Checking in from the Gore camp, John Roberts picked
up on concerns about whether Gore is in touch with reality: "The Vice
President's advisers say Al Gore strongly believes that the world may be
a very different place in 48 hours, that he believes he stands a good
chance to win at the Florida Supreme Court. Those advisers add, however,
that he's not delusional in that thinking, that he has come to accept
the idea that he could either lose or simply run out of time."
3
Conservatives
see Hillary Clinton as "a symbol of an administration they
despise," maintained ABC's Linda Douglass, but Douglass relayed,
"her aides believe she will win them over with hard work and, most
importantly, with deference."
For Wednesday's World News Tonight Douglass
reviewed reaction to the reality of Hillary Clinton as a Senator as she
goes through orientation. Douglass began her piece: "She is whisked
into the Capitol like a visiting dignitary, but in the United States
Senate Hillary Clinton is a beginner."
Douglass warned: "Already, other Senators are
resentful that reporters surround her. She was greeted warmly by the 12
other women Senators, but one said she had better not see herself as first
among equals."
After passing along complaints about her bringing
the Secret Service into the Capitol and how many Senators don't want her
on their committees for fear she will hog the spotlight, Douglass outlined
her plan to win over conservatives:
"For
conservatives Mrs. Clinton is a lightning rod, a symbol of an
administration they despise. But her aides believe she will win them over
with hard work and, most importantly, with deference."
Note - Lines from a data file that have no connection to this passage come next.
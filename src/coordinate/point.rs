//! Point structure for representing coordinates

/// A point in either display (pixel) or map coordinates
#[derive(Debug, Clone, Copy, PartialEq)]
pub struct Point {
    /// X coordinate (easting in projected frames, column on a display)
    pub x: f64,
    /// Y coordinate (northing in projected frames, row on a display)
    pub y: f64,
}

impl Point {
    /// Create a new 2D point
    pub fn new(x: f64, y: f64) -> Self {
        Point { x, y }
    }
}

impl From<(f64, f64)> for Point {
    fn from((x, y): (f64, f64)) -> Self {
        Point::new(x, y)
    }
}
//! Region export pipeline
//!
//! Renders the region from a remote source at a fixed ground resolution
//! and writes the image plus its world file.

use std::fs;
use std::io::{self, Write};
use std::path::{Path, PathBuf};

use image::{ImageFormat, RgbaImage};
use log::{debug, info, warn};

use crate::catalog::ServiceCatalog;
use crate::constants::{export, DEFAULT_SERVICE};
use crate::coordinate::{ensure_frame, Rectangle, ReferenceFrame};
use crate::errors::{QInfraError, QInfraResult};
use crate::export::estimator::pixel_dimensions;
use crate::export::georef::{sidecar_path, GeoreferencingRecord};
use crate::export::render::{RenderRequest, Renderer, SourceLoader};
use crate::export::source::find_or_add_source;
use crate::utils::file_utils::{ensure_directory, write_atomically};
use crate::workspace::Workspace;

/// Where the exported image goes
pub enum OutputTarget<'a> {
    /// Fixed path chosen by the caller
    Path(PathBuf),
    /// Ask for a path, given the suggested file name; `None` cancels
    Prompt(&'a dyn Fn(&str) -> Option<PathBuf>),
}

impl OutputTarget<'_> {
    fn choose(&self) -> Option<PathBuf> {
        match self {
            OutputTarget::Path(path) => Some(path.clone()),
            OutputTarget::Prompt(prompt) => prompt(export::DEFAULT_FILE_NAME),
        }
    }
}

/// Parameters of a single export
#[derive(Debug, Clone, PartialEq)]
pub struct ExportRequest {
    /// Region to export, in the target frame
    pub region: Rectangle,
    pub meters_per_pixel: f64,
    pub service: String,
    pub variant: Option<String>,
}

impl ExportRequest {
    /// Export `region` from the default service
    pub fn new(region: Rectangle, meters_per_pixel: f64) -> Self {
        ExportRequest {
            region,
            meters_per_pixel,
            service: DEFAULT_SERVICE.to_string(),
            variant: None,
        }
    }

    pub fn with_service(mut self, service: &str, variant: Option<&str>) -> Self {
        self.service = service.to_string();
        self.variant = variant.map(str::to_string);
        self
    }
}

/// Files written by a completed export
#[derive(Debug, Clone, PartialEq)]
pub struct ExportResult {
    pub image_path: PathBuf,
    pub world_file_path: PathBuf,
    pub width_px: u32,
    pub height_px: u32,
    pub georef: GeoreferencingRecord,
}

/// Outcome of an export that did not fail
#[derive(Debug, Clone, PartialEq)]
pub enum ExportOutcome {
    Completed(ExportResult),
    /// No output path was chosen; nothing was rendered or written
    Cancelled,
}

/// Runs exports against a service catalog
pub struct ExportPipeline<'a> {
    catalog: &'a ServiceCatalog,
    max_edge_px: u32,
}

impl<'a> ExportPipeline<'a> {
    pub fn new(catalog: &'a ServiceCatalog) -> Self {
        ExportPipeline {
            catalog,
            max_edge_px: export::MAX_EDGE_PX,
        }
    }

    /// Override the pixel ceiling per side
    pub fn with_max_edge(mut self, max_edge_px: u32) -> Self {
        self.max_edge_px = max_edge_px;
        self
    }

    /// Export `request.region`
    ///
    /// Size limits are checked before the source is touched or any file is
    /// written. The output target is consulted before the source reference
    /// is created, so a cancelled export leaves the layers untouched.
    pub fn export(
        &self,
        workspace: &mut dyn Workspace,
        renderer: &dyn Renderer,
        loader: &dyn SourceLoader,
        request: &ExportRequest,
        output: &OutputTarget<'_>,
    ) -> QInfraResult<ExportOutcome> {
        ensure_frame(workspace);
        let region = request.region;

        if region.is_degenerate() {
            return Err(QInfraError::DegenerateRegion);
        }
        if !request.meters_per_pixel.is_finite() || request.meters_per_pixel <= 0.0 {
            return Err(QInfraError::InvalidInput(format!(
                "Resolution must be positive, got {}",
                request.meters_per_pixel
            )));
        }

        let resolved = self.catalog.resolve(&request.service, request.variant.as_deref())?;

        let (width_px, height_px) = pixel_dimensions(&region, request.meters_per_pixel);
        if width_px > self.max_edge_px || height_px > self.max_edge_px {
            return Err(QInfraError::ExportTooLarge {
                width: width_px,
                height: height_px,
                limit: self.max_edge_px,
            });
        }

        let image_path = match output.choose() {
            Some(path) => path,
            None => {
                info!("Export cancelled, no output path chosen");
                return Ok(ExportOutcome::Cancelled);
            }
        };

        let (_, source) = find_or_add_source(workspace, loader, &resolved)?;

        if let Some(parent) = image_path.parent() {
            ensure_directory(parent)?;
        }

        info!(
            "Rendering {} at {} m/px: {}x{} px from '{}'",
            region, request.meters_per_pixel, width_px, height_px, source.label
        );
        let layers = [source];
        let image = renderer.render(&RenderRequest {
            frame: ReferenceFrame::target(),
            extent: region,
            width_px,
            height_px,
            layers: &layers,
        })?;

        if image.width() != width_px || image.height() != height_px {
            return Err(QInfraError::RenderFailed(format!(
                "Renderer returned {}x{} px, expected {}x{} px",
                image.width(),
                image.height(),
                width_px,
                height_px
            )));
        }

        write_image(&image_path, &image)?;

        let georef = GeoreferencingRecord::from_extent(&region, width_px, height_px);
        let world_file_path = sidecar_path(&image_path);
        let text = georef.to_string();
        if let Err(e) = write_atomically(&world_file_path, |writer| writer.write_all(text.as_bytes())) {
            // never leave an image without its world file
            if let Err(remove) = fs::remove_file(&image_path) {
                warn!("Could not remove {}: {}", image_path.display(), remove);
            }
            return Err(e);
        }

        info!("Exported {} and {}", image_path.display(), world_file_path.display());
        Ok(ExportOutcome::Completed(ExportResult {
            image_path,
            world_file_path,
            width_px,
            height_px,
            georef,
        }))
    }
}

/// Encode `image` as PNG at `path`
fn write_image(path: &Path, image: &RgbaImage) -> QInfraResult<()> {
    debug!("Encoding {}x{} px image to {}", image.width(), image.height(), path.display());
    write_atomically(path, |writer| {
        image
            .write_to(writer, ImageFormat::Png)
            .map_err(io::Error::other)
    })
}
//! Persistence of the captured region as a named single-feature layer

use log::{debug, info};

use crate::coordinate::{Rectangle, ReferenceFrame};
use crate::errors::{QInfraError, QInfraResult};
use crate::workspace::{Feature, FillStyle, Layer, LayerId, Polygon, Rgba, VectorLayer, Workspace};

/// Outline color of the region layer
const REGION_COLOR: Rgba = Rgba([227, 26, 28, 255]);

/// Create or replace the region layer `name` holding `rect`
///
/// Every layer named exactly `name` is removed before the new one is added,
/// so at most one region layer exists afterwards. A zero-area rectangle is
/// rejected and leaves any existing region untouched.
///
/// # Returns
/// The id of the new layer
pub fn upsert(workspace: &mut dyn Workspace, rect: Rectangle, name: &str) -> QInfraResult<LayerId> {
    if rect.is_degenerate() {
        return Err(QInfraError::DegenerateRegion);
    }

    for id in workspace.layers_by_name(name) {
        workspace.remove_layer(id);
        debug!("Removed previous region layer #{}", id);
    }

    let mut layer = VectorLayer::polygon(name, ReferenceFrame::target());
    layer.features.push(Feature { geometry: Some(Polygon::from_rect(&rect)) });
    layer.style = FillStyle::outline(REGION_COLOR);

    let id = workspace.add_layer(Layer::Vector(layer));
    info!("Stored region '{}' as layer #{}: {}", name, id, rect);
    Ok(id)
}

/// Bounding box of the region layer `name`
///
/// Features without geometry are skipped and the boxes of the remaining
/// ones are combined.
///
/// # Returns
/// `None` when no such layer exists, it is not a polygon layer, or it holds
/// no non-empty geometry
pub fn read_bbox(workspace: &dyn Workspace, name: &str) -> Option<Rectangle> {
    let id = *workspace.layers_by_name(name).first()?;
    let layer = workspace.layer(id)?.as_vector()?;

    if !layer.geometry_type.is_polygonal() {
        debug!("Layer '{}' is not a polygon layer", name);
        return None;
    }

    layer.extent()
}
//! Source reference lookup and creation
//!
//! References created here carry the identity token of their
//! service/variant and are found again by that token. References added by
//! other means have no token; for those the provider kind and the service
//! keyword in the label are used instead.

use log::{debug, info};

use crate::catalog::ResolvedService;
use crate::constants::layers;
use crate::coordinate::ensure_frame;
use crate::errors::{QInfraError, QInfraResult};
use crate::export::render::SourceLoader;
use crate::workspace::{Layer, LayerId, SourceReference, Workspace};

/// Find a usable reference for `resolved` already in the workspace
pub fn find_source(workspace: &dyn Workspace, resolved: &ResolvedService) -> Option<LayerId> {
    if let Some(id) = workspace.find_by_identity(&resolved.identity()) {
        return Some(id);
    }

    workspace
        .layers_by_keyword(layers::REMOTE_PROVIDER, &resolved.keyword)
        .into_iter()
        .find(|id| {
            workspace
                .layer(*id)
                .and_then(Layer::as_source)
                .map_or(false, |source| source.identity.is_none() && source.valid)
        })
}

/// Reuse or create the reference for `resolved`
///
/// # Returns
/// The layer id and a copy of the reference
///
/// # Errors
/// `SourceUnavailable` when the loader rejects the request; nothing is
/// added to the workspace in that case
pub fn find_or_add_source(
    workspace: &mut dyn Workspace,
    loader: &dyn SourceLoader,
    resolved: &ResolvedService,
) -> QInfraResult<(LayerId, SourceReference)> {
    if let Some(id) = find_source(workspace, resolved) {
        if let Some(source) = workspace.layer(id).and_then(Layer::as_source) {
            debug!("Reusing source layer #{} '{}'", id, source.label);
            return Ok((id, source.clone()));
        }
    }

    let mut source = loader.load(&resolved.request, &resolved.label);
    if !source.valid {
        return Err(QInfraError::SourceUnavailable {
            label: resolved.label.clone(),
        });
    }
    source.identity = Some(resolved.identity());

    let id = workspace.add_layer(Layer::Source(source.clone()));
    info!("Added source layer #{} '{}' ({})", id, source.label, resolved.layer);
    Ok((id, source))
}

/// Add a background map for `resolved` and zoom to it
///
/// The workspace is switched to the target frame first. The view only
/// moves when the layer reports a non-empty extent.
pub fn add_background(
    workspace: &mut dyn Workspace,
    loader: &dyn SourceLoader,
    resolved: &ResolvedService,
) -> QInfraResult<LayerId> {
    ensure_frame(workspace);
    let (id, source) = find_or_add_source(workspace, loader, resolved)?;

    match source.extent {
        Some(extent) if !extent.is_degenerate() => {
            workspace.set_visible_extent(extent);
            debug!("Zoomed to {}", extent);
        }
        _ => debug!("Layer '{}' has no extent to zoom to", source.label),
    }
    Ok(id)
}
From "vast right-wing conspiracy" out to
smear her and her husband to respect and deference? Don't count on it.
Douglass concluded: "For now she is living in
two worlds -- working in a cramped basement office in the Capitol,
switching back to her role as First Lady, today putting presidential books
into a time capsule, including the last one she wrote about decorating and
serving meals at the White House."
4
Bryant
Gumbel played "what if" with Michael Dukakis over what would
have happened had he won in 1988. Gumbel soon realized that would have
meant no President Clinton, but to a chuckle from Gumbel, Dukakis reminded
him: "There wouldn't have been any Bushes either."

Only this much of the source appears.